Problem to solve: Your result should be the lines holding the word "button", copied from the entries below.

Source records
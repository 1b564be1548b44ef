//! Seed data for the mock dashboard.

use crate::store::{
    Feedback, FeedbackKind, FeedbackStatus, Priority, Project, ProjectStatus, Tier,
};

pub fn mock_projects() -> Vec<Project> {
    vec![
        Project {
            id: "1".to_string(),
            name: "E-commerce Platform".to_string(),
            url: "https://shop.example.com".to_string(),
            local_port: None,
            dev_name: "Alice Moreau".to_string(),
            api_key: "ck_demo1shop0000000000000000".to_string(),
            tier: Tier::Pro,
            created_at: "3 months ago".to_string(),
            is_local: false,
            status: ProjectStatus::Active,
            last_active: "2 min ago".to_string(),
        },
        Project {
            id: "2".to_string(),
            name: "SaaS Dashboard".to_string(),
            url: "https://app.saas.com".to_string(),
            local_port: None,
            dev_name: "Ben Okafor".to_string(),
            api_key: "ck_demo2saas0000000000000000".to_string(),
            tier: Tier::Free,
            created_at: "1 month ago".to_string(),
            is_local: false,
            status: ProjectStatus::Active,
            last_active: "1 hour ago".to_string(),
        },
        Project {
            id: "3".to_string(),
            name: "Portfolio Site".to_string(),
            url: "http://localhost:5173".to_string(),
            local_port: Some("5173".to_string()),
            dev_name: "Alice Moreau".to_string(),
            api_key: "ck_demo3folio000000000000000".to_string(),
            tier: Tier::Free,
            created_at: "2 weeks ago".to_string(),
            is_local: true,
            status: ProjectStatus::Archived,
            last_active: "2 weeks ago".to_string(),
        },
    ]
}

pub fn mock_feedbacks() -> Vec<Feedback> {
    vec![
        Feedback {
            id: "101".to_string(),
            project_id: "1".to_string(),
            kind: FeedbackKind::Bug,
            content: "Checkout button is misaligned on mobile".to_string(),
            element: "button.checkout-btn".to_string(),
            path: "/checkout".to_string(),
            reporter: "alice@example.com".to_string(),
            timestamp: "2025-12-11T10:30:00Z".to_string(),
            status: FeedbackStatus::New,
            priority: Priority::High,
            browser: "Chrome 120".to_string(),
        },
        Feedback {
            id: "102".to_string(),
            project_id: "1".to_string(),
            kind: FeedbackKind::Design,
            content: "The font color is too light here".to_string(),
            element: "p.description".to_string(),
            path: "/product/123".to_string(),
            reporter: "bob@design.com".to_string(),
            timestamp: "2025-12-11T11:15:00Z".to_string(),
            status: FeedbackStatus::InProgress,
            priority: Priority::Medium,
            browser: "Firefox 121".to_string(),
        },
        Feedback {
            id: "103".to_string(),
            project_id: "2".to_string(),
            kind: FeedbackKind::Feature,
            content: "Add dark mode toggle".to_string(),
            element: "nav.top-bar".to_string(),
            path: "/settings".to_string(),
            reporter: "charlie@users.com".to_string(),
            timestamp: "2025-12-10T09:00:00Z".to_string(),
            status: FeedbackStatus::Resolved,
            priority: Priority::Low,
            browser: "Safari 17".to_string(),
        },
        Feedback {
            id: "104".to_string(),
            project_id: "1".to_string(),
            kind: FeedbackKind::Bug,
            content: "Promo code field rejects valid codes".to_string(),
            element: "input#promo-code".to_string(),
            path: "/checkout".to_string(),
            reporter: "dana@example.com".to_string(),
            timestamp: "2025-12-12T08:45:00Z".to_string(),
            status: FeedbackStatus::New,
            priority: Priority::Medium,
            browser: "Edge 120".to_string(),
        },
    ]
}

Response to the task:
            content: "Checkout button is misaligned on mobile".to_string(),
            element: "button.checkout-btn".to_string(),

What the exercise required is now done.